A novel aspect of this case is that we used the Impella CP for a patient with cardiogenic shock and mild LV systolic dysfunction. The patient had mild hemolysis and infrequent, non-sustained ventricular arrhythmia, which are known limitations of mechanical circulatory support.4 We found that the degree of hemolysis and ventricular arrhythmia rapidly improved after adjusting the pump position and the level of Impella CP support. This approach is consistent with computational flow models showing that hemolysis is caused by the high rotatory shear forces of the impeller and the small cleaning space between the impeller and its housing.5 This case report highlights the need to understand the complications during Impella CP support for patients with mildly impaired or normal LV function, as well as potential solutions.

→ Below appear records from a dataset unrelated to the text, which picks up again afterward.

//! Title extraction: from parsed navigation data to a playable,
//! splittable timeline.
//!
//! [`get_title`] is the main entry point. It resolves a title's cells
//! through the angle blocks, cuts the indexed video down to those
//! cells, reconciles telecine flags into a timeline, and derives
//! chapter boundaries.

use crate::av::{AudioStream, VideoStream, VtsIndexer};
use crate::codec::ac3::{split_es, SplitAudio};
use crate::config::Tolerances;
use crate::error::{DvdError, Result};
use crate::format::ps::{dump_cache_path, PsDemuxer};
use crate::format::SectorSource;
use crate::ifo::{DiscStructure, VtsIfo};
use log::warn;
use std::fmt;
use std::fs::File;
use std::io::{BufWriter, Write};
use std::path::Path;

mod chapters;
mod resolver;
mod rff;
mod split;

pub use chapters::{check_against_oracle, derive_chapters, ChapterSet};
pub use resolver::{resolve_title, AudioTrack, ResolvedTitle};
pub use rff::{
    absolute_times_constant, absolute_times_from_durations, averaged_fps, cut_flags_on_ranges,
    cut_video_on_ranges, expand_rff_tags, expand_rff_video, frame_ranges_for_cells, nominal_fps,
    rff_timecodes, vobid_runs, CellRun, RffMode,
};
pub use split::{piece_boundaries, sanitize_splits, split_audio, split_chapters, split_video};

/// A fully resolved title: video timeline, chapter boundaries, timing
/// table, and the navigation context needed for raw audio extraction.
#[derive(Debug, Clone)]
pub struct Title<V: VideoStream> {
    /// The title's video timeline.
    pub video: V,
    /// Chapter boundary frame indices; first is 0, last is the final
    /// frame.
    pub chapters: Vec<usize>,
    /// Raw cell-change frame indices, for hosts that want cell
    /// granularity.
    pub cell_changes: Vec<usize>,
    /// Start time of every frame in seconds.
    pub absolute_time: Vec<f64>,
    /// Per-track audio descriptors.
    pub audios: Vec<AudioTrack>,
    /// Original last boundary when it had to be moved to the final
    /// frame.
    pub patched_end_chapter: Option<usize>,
    /// Title number, 1-based.
    pub title_nr: usize,
    /// Owning title set, 1-based.
    pub vts_nr: usize,
    /// Taken (vob_id, cell_id) pairs in playback order.
    pub cells: Vec<(u16, u8)>,
}

/// One piece of a split title.
#[derive(Debug, Clone)]
pub struct SplitTitle<V: VideoStream> {
    /// Video slice of the piece.
    pub video: V,
    /// Chapter indices rebased to the piece's first frame.
    pub chapters: Vec<usize>,
}

/// Resolves and assembles one title.
///
/// `indexer` supplies the encoded-frame index of a whole title set;
/// `mode` picks how telecine flags become a timeline; `oracle`, when
/// given, is an independently computed chapter-time list to
/// cross-check against (mismatches are logged, never fatal).
pub fn get_title<V, I>(
    disc: &DiscStructure,
    indexer: &mut I,
    title_nr: usize,
    angle_nr: Option<usize>,
    mode: RffMode,
    tolerances: &Tolerances,
    oracle: Option<&[f64]>,
) -> Result<Title<V>>
where
    V: VideoStream,
    I: VtsIndexer<V>,
{
    let resolved = resolve_title(disc, title_nr, angle_nr)?;

    let index = indexer.index(resolved.vts_nr)?;
    if index.flags.len() != index.video.len() {
        return Err(DvdError::StructuralParse(format!(
            "index has {} flags for {} frames",
            index.flags.len(),
            index.video.len()
        )));
    }
    if index.flags.iter().all(|f| f.vob_cell() == (0, 0)) {
        return Err(DvdError::StructuralParse(
            "index carries only zero vob/cell ids; the title set was indexed \
             without cell information"
                .to_string(),
        ));
    }

    let runs = vobid_runs(&index.flags);
    let ranges = frame_ranges_for_cells(&runs, &resolved.cells)?;
    let video = cut_video_on_ranges(&index.video, &ranges);
    let flags = cut_flags_on_ranges(&index.flags, &ranges);

    let nominal = nominal_fps(video.fps())?;

    let (video, tags, absolute_time) = match mode {
        RffMode::Exact => {
            let tags = expand_rff_tags(&flags);
            let video = expand_rff_video(&video, &flags, nominal);
            let absolute = absolute_times_constant(nominal, video.len());
            (video, tags, absolute)
        }
        RffMode::PerFrameDurations => {
            let tags: Vec<(u16, u8)> = flags.iter().map(|f| f.vob_cell()).collect();
            let timecodes = rff_timecodes(nominal, &flags);
            let absolute = absolute_times_from_durations(&timecodes);
            let video = video.with_timecodes(&timecodes, &absolute);
            (video, tags, absolute)
        }
        RffMode::AveragedRate => {
            let tags: Vec<(u16, u8)> = flags.iter().map(|f| f.vob_cell()).collect();
            let avg = averaged_fps(nominal, &flags)?;
            let video = video.with_fps(avg);
            let absolute = absolute_times_constant(avg, video.len());
            (video, tags, absolute)
        }
    };

    let set = derive_chapters(&tags, &resolved.is_chapter)?;

    // The oracle reports authored boundaries, so compare against the
    // pre-patch values. Per-frame-duration timelines drift from the
    // constant-rate times the oracle assumes and are skipped.
    if let Some(oracle) = oracle {
        if mode != RffMode::PerFrameDurations {
            let mut authored: Vec<usize> = set.chapters[1..].to_vec();
            if let (Some(p), Some(last)) = (set.patched_end_chapter, authored.last_mut()) {
                *last = p;
            }
            check_against_oracle(
                &authored,
                &absolute_time,
                oracle,
                nominal,
                tolerances.chapter_check_frames,
            );
        }
    }

    Ok(Title {
        video,
        chapters: set.chapters,
        cell_changes: set.cell_changes,
        absolute_time,
        audios: resolved.audios,
        patched_end_chapter: set.patched_end_chapter,
        title_nr,
        vts_nr: resolved.vts_nr,
        cells: resolved.cells,
    })
}

impl<V: VideoStream> Title<V> {
    /// Splits the title at the given chapter points. Split value `k`
    /// cuts after chapter `k - 1`; output count is `splits.len() + 1`.
    pub fn split(&self, splits: &[usize]) -> Result<Vec<SplitTitle<V>>> {
        sanitize_splits(splits, self.chapters.len())?;
        let videos = split_video(&self.video, &self.chapters, splits);
        let chapters = split_chapters(&self.chapters, splits);
        Ok(videos
            .into_iter()
            .zip(chapters)
            .map(|(video, chapters)| SplitTitle { video, chapters })
            .collect())
    }

    /// Extracts the inclusive 1-based chapter range `from..=to` as one
    /// piece. `to = -1` selects the last chapter.
    pub fn split_range(&self, from: usize, to: isize) -> Result<SplitTitle<V>> {
        let last = self.chapters.len() - 1;
        let to = if to == -1 { last } else { to as usize };

        if from == 1 && to == last {
            return Ok(self.split(&[])?.remove(0));
        }
        if from == 1 {
            return Ok(self.split(&[to + 1])?.remove(0));
        }
        if to == last {
            return Ok(self.split(&[from])?.remove(1));
        }
        Ok(self.split(&[from, to + 1])?.remove(1))
    }

    /// Splits a host-decoded audio handle in lockstep with
    /// [`Title::split`], converting chapter frames to samples through
    /// the absolute-time table.
    pub fn split_audio_stream<A: AudioStream>(
        &self,
        audio: &A,
        splits: &[usize],
        tolerances: &Tolerances,
    ) -> Result<Vec<A>> {
        sanitize_splits(splits, self.chapters.len())?;
        self.check_audio_alignment(audio, tolerances);
        Ok(split_audio(audio, &self.chapters, &self.absolute_time, splits))
    }

    /// Compares the audio handle's duration with the video timeline
    /// and warns when they diverge noticeably.
    pub fn check_audio_alignment<A: AudioStream>(&self, audio: &A, tolerances: &Tolerances) -> f64 {
        let video_len = self.absolute_time.last().copied().unwrap_or(0.0);
        let audio_len = audio.num_samples() as f64 / audio.sample_rate() as f64;
        let delta = (video_len - audio_len).abs();
        if delta > tolerances.av_length_delta {
            warn!(
                "audio/video length delta of {:.3}s on title {}",
                delta, self.title_nr
            );
        }
        delta
    }

    /// Dumps the byte-exact AC3 elementary stream of `track` into
    /// `out`. Returns the diagnostic audio offset in seconds.
    pub fn dump_ac3<S: SectorSource>(
        &self,
        vts: &VtsIfo,
        source: &mut S,
        track: usize,
        tolerances: &Tolerances,
        out: &mut dyn std::io::Write,
    ) -> Result<f64> {
        match self.audios.get(track) {
            Some(a) if a.is_ac3() => {}
            Some(a) => {
                return Err(DvdError::Configuration(format!(
                    "audio track {} is {}, not ac3",
                    track, a
                )))
            }
            None => {
                return Err(DvdError::Configuration(format!(
                    "audio track {} out of range",
                    track
                )))
            }
        }
        let mut demuxer = PsDemuxer::new(source, tolerances.clone());
        demuxer.dump_ac3(self.vts_nr, vts, &self.cells, track, out)
    }

    /// Splits the raw AC3 stream of `track` at the given chapter
    /// points, producing one byte-exact file per piece.
    ///
    /// The whole-title dump is cached under `cache_dir`, keyed by
    /// `disc_id`, the cell list, the title set and the track, so
    /// repeated splits demux only once. `dest_paths` must hold
    /// `splits.len() + 1` paths.
    #[allow(clippy::too_many_arguments)]
    pub fn split_ac3<S: SectorSource>(
        &self,
        vts: &VtsIfo,
        source: &mut S,
        track: usize,
        splits: &[usize],
        disc_id: &str,
        cache_dir: &Path,
        dest_paths: &[&Path],
        tolerances: &Tolerances,
    ) -> Result<Vec<SplitAudio>> {
        sanitize_splits(splits, self.chapters.len())?;
        if dest_paths.len() != splits.len() + 1 {
            return Err(DvdError::Configuration(format!(
                "{} splits need {} destination paths, got {}",
                splits.len(),
                splits.len() + 1,
                dest_paths.len()
            )));
        }

        let cache = dump_cache_path(cache_dir, disc_id, &self.cells, self.vts_nr, track);
        if !cache.exists() {
            // Dump under a scratch name and move into place only once
            // complete, so a demux that fails partway can never be
            // mistaken for a cached whole-title stream.
            let scratch = cache.with_extension("part");
            let dumped = (|| -> Result<()> {
                let mut out = BufWriter::new(File::create(&scratch)?);
                self.dump_ac3(vts, source, track, tolerances, &mut out)?;
                out.flush()?;
                Ok(())
            })();
            match dumped {
                Ok(()) => std::fs::rename(&scratch, &cache)?,
                Err(e) => {
                    let _ = std::fs::remove_file(&scratch);
                    return Err(e);
                }
            }
        }

        let split_times: Vec<f64> = splits
            .iter()
            .map(|&s| self.absolute_time[self.chapters[s - 1]])
            .collect();
        let start_time = self.absolute_time[self.chapters[0]];

        split_es(File::open(&cache)?, &split_times, start_time, dest_paths)
    }
}

fn format_time(secs: f64) -> String {
    let total_ms = (secs * 1000.0).round() as u64;
    let ms = total_ms % 1000;
    let s = (total_ms / 1000) % 60;
    let m = (total_ms / 60_000) % 60;
    let h = total_ms / 3_600_000;
    format!("{}:{:02}:{:02}.{:03}", h, m, s, ms)
}

impl<V: VideoStream> fmt::Display for Title<V> {
    fn fmt(&self, f: &mut fmt::Formatter<'_>) -> fmt::Result {
        writeln!(f, "Chapters:")?;
        let mut bounds = self.chapters.clone();
        bounds.push(self.video.len().saturating_sub(1));
        for (i, &c) in self.chapters.iter().enumerate() {
            let start = self.absolute_time.get(c).copied().unwrap_or(0.0);
            let end = self
                .absolute_time
                .get(bounds[i + 1])
                .copied()
                .unwrap_or(start);
            write!(
                f,
                "{:02} {:>13} {:>13} {}",
                i + 1,
                format_time(start),
                format_time(end - start),
                c
            )?;
            if i == 0 {
                write!(f, " (faked)")?;
            }
            if let Some(p) = self.patched_end_chapter {
                if i == self.chapters.len() - 1 {
                    write!(f, " (originally {} delta {})", p, c - p)?;
                }
            }
            writeln!(f)?;
        }
        writeln!(f)?;
        writeln!(f, "cellchange: {:?}", self.cell_changes)?;
        writeln!(f)?;
        writeln!(f, "Audios:")?;
        for (i, a) in self.audios.iter().enumerate() {
            writeln!(f, "{} {}", i, a)?;
        }
        Ok(())
    }
}

#[cfg(test)]
mod tests {
    use super::*;
    use crate::av::{Fps, MemoryVideo};
    use pretty_assertions::assert_eq;

    fn title(chapters: Vec<usize>, frames: usize) -> Title<MemoryVideo> {
        let fps = Fps::PAL;
        Title {
            video: MemoryVideo::new(frames, fps),
            absolute_time: absolute_times_constant(fps, frames),
            cell_changes: chapters[1..].to_vec(),
            chapters,
            audios: vec![],
            patched_end_chapter: None,
            title_nr: 1,
            vts_nr: 1,
            cells: vec![(1, 1)],
        }
    }

    #[test]
    fn test_split_counts_and_round_trip() {
        let t = title(vec![0, 100, 200, 299], 300);
        let pieces = t.split(&[2]).unwrap();
        assert_eq!(pieces.len(), 2);
        assert_eq!(pieces[0].chapters, vec![0, 100]);
        assert_eq!(pieces[1].chapters, vec![0, 100, 199]);

        let rejoined = pieces[0].video.concat(&pieces[1].video);
        assert_eq!(rejoined.ids(), t.video.slice(0..299).ids());
    }

    #[test]
    fn test_split_range_cases() {
        let t = title(vec![0, 100, 200, 299], 300);

        let whole = t.split_range(1, -1).unwrap();
        assert_eq!(whole.video.len(), 299);

        let head = t.split_range(1, 1).unwrap();
        assert_eq!(head.video.ids(), (0..100).collect::<Vec<_>>());

        let tail = t.split_range(3, -1).unwrap();
        assert_eq!(tail.video.ids(), (200..299).collect::<Vec<_>>());

        let mid = t.split_range(2, 2).unwrap();
        assert_eq!(mid.video.ids(), (100..200).collect::<Vec<_>>());
    }

    #[test]
    fn test_split_rejects_bad_lists() {
        let t = title(vec![0, 100, 200, 299], 300);
        assert!(matches!(
            t.split(&[3, 2]).unwrap_err(),
            DvdError::Configuration(_)
        ));
        assert!(matches!(
            t.split(&[9]).unwrap_err(),
            DvdError::Configuration(_)
        ));
    }

    #[test]
    fn test_display_marks_patched_end() {
        let mut t = title(vec![0, 100, 299], 300);
        t.patched_end_chapter = Some(250);
        let s = format!("{}", t);
        assert!(s.contains("(faked)"));
        assert!(s.contains("(originally 250 delta 49)"));
    }

    #[test]
    fn test_format_time() {
        assert_eq!(format_time(0.0), "0:00:00.000");
        assert_eq!(format_time(3661.25), "1:01:01.250");
    }
}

In conclusion, we report a case of acutely developed severe mitral regurgitation complicated by cardiogenic shock refractory to inotrope treatment and IABP support, in which the patient was successfully bridged to surgery via temporary support from the Impella CP. By presenting this case, we hope that clinicians encountering high-risk cases with similar conditions in the future will be better equipped to establish a diagnosis and respond appropriately. Further investigations are mandatory to elucidate the potential benefits of mechanical support with the Impella CP in patients with acute mitral regurgitation and cardiogenic shock.

Disclosures

Y. Sawa is a member of Circulation Reports’ Editorial Board.

IRB Information

This study was approved by the Osaka University Graduate School of Medicine (Reference no. 16105).